The insights provided in The Anxious Generation make a compelling case for reevaluating the age at which we give our children phones, the extent of their Internet and social media access, and the value of free play. Haidt argues that smartphones, social media, and helicopter parenting have contributed to a decline in the mental well-being of young people. The book offers practical solutions crucial for fostering the emotional maturity and stability of our children and ourselves.
At the book’s center are four cultural norms Haidt argues we must implement to address the mental health crisis among our youth. These norms serve as a framework for his argument and practical solutions.

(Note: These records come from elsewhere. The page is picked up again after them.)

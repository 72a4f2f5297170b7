// Test helper crate: unwrap/expect are fine in fixtures and assertions.
#![allow(clippy::unwrap_used)]
#![allow(clippy::expect_used)]

//! Testing utilities for Hydra: a mock tool for exercising the Agent Loop
//! and Tool Registry, a plain `Node` fixture builder, a `wiremock`-backed
//! fake node for exercising the Router, Pool Facade, and Health Monitor
//! against a real HTTP listener, and a `test_harness` module assembling a
//! `NodeRegistry` out of several of them at once.

mod mock_backend_client;
mod mock_node;
mod mock_tool;
mod test_harness;

pub use mock_backend_client::MockBackendClient;
pub use mock_node::MockNode;
pub use mock_tool::{MockTool, MockToolHandler};
pub use test_harness::TestCluster;

pub mod prelude {
    pub use crate::{MockBackendClient, MockNode, MockTool, TestCluster};
}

First, no smartphones before high school. Parents should delay children’s entry into round-the-clock internet access by giving them only basic phones (phones with limited apps and no internet browser) before ninth grade (roughly 14).
Second, no social media before 16. Let kids get through the most vulnerable period of brain development before connecting them to a constant stream of social comparison and algorithmically chosen influencers, which can significantly impact their self-esteem and mental health.
Next, phone-free schools. All elementary through high school, students should store their phones, smartwatches, and other personal devices to send or receive texts in phone lockers or locked pouches during the school day. This policy is crucial in creating a distraction-free environment that allows students to focus on their studies and social interactions.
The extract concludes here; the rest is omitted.